[Items from a data source]

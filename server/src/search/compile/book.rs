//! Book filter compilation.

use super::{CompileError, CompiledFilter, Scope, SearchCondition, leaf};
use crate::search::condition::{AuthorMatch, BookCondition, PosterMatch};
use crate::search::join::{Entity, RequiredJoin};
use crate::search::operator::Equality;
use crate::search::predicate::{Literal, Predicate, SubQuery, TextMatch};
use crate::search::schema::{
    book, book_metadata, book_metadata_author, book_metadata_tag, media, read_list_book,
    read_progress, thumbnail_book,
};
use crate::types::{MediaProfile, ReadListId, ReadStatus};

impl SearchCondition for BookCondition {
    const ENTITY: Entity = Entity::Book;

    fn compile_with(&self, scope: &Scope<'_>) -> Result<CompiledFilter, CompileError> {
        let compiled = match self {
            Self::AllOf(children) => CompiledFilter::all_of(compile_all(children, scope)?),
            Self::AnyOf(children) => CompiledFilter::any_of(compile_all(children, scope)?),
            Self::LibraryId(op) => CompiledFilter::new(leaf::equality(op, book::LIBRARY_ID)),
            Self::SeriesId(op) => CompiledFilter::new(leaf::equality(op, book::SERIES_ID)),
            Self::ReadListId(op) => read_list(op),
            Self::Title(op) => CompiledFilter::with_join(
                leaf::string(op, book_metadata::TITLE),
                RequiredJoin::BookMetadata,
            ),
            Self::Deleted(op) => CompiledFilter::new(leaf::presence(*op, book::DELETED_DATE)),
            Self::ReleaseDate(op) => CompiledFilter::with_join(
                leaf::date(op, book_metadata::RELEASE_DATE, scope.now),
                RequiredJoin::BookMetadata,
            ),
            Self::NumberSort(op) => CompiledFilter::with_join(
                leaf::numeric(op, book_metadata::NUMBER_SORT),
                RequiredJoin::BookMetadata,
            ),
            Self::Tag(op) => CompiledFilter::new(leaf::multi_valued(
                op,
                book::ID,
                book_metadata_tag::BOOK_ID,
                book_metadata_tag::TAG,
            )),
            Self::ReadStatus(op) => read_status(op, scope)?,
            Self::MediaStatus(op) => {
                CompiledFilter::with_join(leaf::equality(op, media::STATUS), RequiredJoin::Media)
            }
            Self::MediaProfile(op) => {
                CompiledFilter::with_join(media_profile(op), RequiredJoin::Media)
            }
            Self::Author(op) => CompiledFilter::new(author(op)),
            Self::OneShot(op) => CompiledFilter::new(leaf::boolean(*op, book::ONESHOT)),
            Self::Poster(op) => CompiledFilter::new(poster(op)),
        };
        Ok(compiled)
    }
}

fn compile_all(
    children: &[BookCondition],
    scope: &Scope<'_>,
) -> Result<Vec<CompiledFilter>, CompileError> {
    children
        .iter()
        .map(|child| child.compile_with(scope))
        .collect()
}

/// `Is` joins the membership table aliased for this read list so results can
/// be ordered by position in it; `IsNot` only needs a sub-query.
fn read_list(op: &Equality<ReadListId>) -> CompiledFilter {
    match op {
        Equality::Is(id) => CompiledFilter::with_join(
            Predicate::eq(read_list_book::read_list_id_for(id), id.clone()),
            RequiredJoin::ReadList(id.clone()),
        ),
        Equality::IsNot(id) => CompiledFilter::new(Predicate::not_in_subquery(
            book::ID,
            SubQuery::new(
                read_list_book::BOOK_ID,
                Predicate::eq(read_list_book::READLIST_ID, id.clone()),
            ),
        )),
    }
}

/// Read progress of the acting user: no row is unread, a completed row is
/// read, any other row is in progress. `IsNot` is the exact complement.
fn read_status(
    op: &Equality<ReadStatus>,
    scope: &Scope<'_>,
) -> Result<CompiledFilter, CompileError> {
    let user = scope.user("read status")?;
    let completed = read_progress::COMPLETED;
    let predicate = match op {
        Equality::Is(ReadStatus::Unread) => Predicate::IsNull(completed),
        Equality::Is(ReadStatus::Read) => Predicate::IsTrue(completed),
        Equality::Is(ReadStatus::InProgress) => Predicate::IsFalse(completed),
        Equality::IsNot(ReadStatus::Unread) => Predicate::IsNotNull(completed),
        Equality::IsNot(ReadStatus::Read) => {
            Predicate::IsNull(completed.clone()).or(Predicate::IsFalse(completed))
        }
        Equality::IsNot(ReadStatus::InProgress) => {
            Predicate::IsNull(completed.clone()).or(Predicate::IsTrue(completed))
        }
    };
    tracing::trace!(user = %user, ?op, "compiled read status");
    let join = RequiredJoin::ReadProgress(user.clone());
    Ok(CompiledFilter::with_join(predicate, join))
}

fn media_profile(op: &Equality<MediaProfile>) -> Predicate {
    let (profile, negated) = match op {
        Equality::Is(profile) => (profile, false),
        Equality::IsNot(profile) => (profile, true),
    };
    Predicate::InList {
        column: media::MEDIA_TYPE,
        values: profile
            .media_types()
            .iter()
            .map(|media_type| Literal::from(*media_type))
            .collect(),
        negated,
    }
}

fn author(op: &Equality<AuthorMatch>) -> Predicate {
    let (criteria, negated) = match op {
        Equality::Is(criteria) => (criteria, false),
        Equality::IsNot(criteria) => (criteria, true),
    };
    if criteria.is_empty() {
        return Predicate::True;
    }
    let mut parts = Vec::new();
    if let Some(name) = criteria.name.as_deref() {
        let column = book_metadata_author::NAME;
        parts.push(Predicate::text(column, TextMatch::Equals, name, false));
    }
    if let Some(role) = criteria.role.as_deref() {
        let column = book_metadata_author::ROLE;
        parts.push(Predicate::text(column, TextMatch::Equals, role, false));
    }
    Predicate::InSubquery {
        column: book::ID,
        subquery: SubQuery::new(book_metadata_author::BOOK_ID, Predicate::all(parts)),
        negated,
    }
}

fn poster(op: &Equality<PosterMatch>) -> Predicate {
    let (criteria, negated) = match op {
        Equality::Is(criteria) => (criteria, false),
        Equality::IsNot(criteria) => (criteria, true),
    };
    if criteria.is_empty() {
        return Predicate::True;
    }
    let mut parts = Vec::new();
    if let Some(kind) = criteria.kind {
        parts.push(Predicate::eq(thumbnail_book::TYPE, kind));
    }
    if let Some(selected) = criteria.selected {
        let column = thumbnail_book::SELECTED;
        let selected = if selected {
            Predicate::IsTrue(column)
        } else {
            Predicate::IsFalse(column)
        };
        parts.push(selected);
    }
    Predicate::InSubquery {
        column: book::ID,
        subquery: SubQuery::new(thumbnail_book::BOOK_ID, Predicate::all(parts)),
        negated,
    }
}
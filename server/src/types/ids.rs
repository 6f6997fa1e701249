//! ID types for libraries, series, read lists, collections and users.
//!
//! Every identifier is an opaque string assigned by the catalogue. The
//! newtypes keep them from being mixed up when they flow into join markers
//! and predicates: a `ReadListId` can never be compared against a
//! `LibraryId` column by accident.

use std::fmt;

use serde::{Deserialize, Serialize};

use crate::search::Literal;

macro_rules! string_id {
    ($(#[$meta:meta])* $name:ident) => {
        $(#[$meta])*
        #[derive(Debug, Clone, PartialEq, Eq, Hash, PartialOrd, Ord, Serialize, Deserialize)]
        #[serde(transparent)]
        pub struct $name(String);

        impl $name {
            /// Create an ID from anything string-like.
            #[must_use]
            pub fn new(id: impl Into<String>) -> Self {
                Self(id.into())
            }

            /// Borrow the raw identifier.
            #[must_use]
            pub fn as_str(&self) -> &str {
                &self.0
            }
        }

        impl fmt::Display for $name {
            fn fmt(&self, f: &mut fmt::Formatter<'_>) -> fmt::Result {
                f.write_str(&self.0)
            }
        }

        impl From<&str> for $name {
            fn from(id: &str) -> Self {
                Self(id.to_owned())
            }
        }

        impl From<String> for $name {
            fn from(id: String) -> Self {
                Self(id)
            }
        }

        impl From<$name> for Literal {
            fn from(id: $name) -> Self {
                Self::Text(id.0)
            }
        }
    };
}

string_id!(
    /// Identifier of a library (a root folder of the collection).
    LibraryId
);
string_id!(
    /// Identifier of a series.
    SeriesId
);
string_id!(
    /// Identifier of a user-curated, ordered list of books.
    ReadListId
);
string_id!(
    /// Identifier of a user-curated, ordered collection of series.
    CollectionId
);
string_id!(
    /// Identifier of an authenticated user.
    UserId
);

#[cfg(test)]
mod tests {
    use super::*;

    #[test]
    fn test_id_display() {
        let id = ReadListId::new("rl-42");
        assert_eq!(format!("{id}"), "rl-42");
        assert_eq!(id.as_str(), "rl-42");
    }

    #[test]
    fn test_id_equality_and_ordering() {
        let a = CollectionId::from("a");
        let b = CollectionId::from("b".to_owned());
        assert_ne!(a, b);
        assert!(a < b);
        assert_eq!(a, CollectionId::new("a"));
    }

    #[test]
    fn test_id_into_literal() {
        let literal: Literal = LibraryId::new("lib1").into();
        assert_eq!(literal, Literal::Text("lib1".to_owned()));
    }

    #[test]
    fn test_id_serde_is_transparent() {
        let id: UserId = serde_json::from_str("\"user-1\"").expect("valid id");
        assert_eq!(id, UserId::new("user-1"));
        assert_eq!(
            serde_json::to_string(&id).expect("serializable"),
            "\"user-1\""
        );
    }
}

The problem. Taking the entries above, write out exactly the lines starting with the line containing "collections and users." and going on through the line containing "Ord, Serialize, Deserialize)]", both included, and nothing else.

Output.
//! ID types for libraries, series, read lists, collections and users.
//!
//! Every identifier is an opaque string assigned by the catalogue. The
//! newtypes keep them from being mixed up when they flow into join markers
//! and predicates: a `ReadListId` can never be compared against a
//! `LibraryId` column by accident.

use std::fmt;

use serde::{Deserialize, Serialize};

use crate::search::Literal;

macro_rules! string_id {
    ($(#[$meta:meta])* $name:ident) => {
        $(#[$meta])*
        #[derive(Debug, Clone, PartialEq, Eq, Hash, PartialOrd, Ord, Serialize, Deserialize)]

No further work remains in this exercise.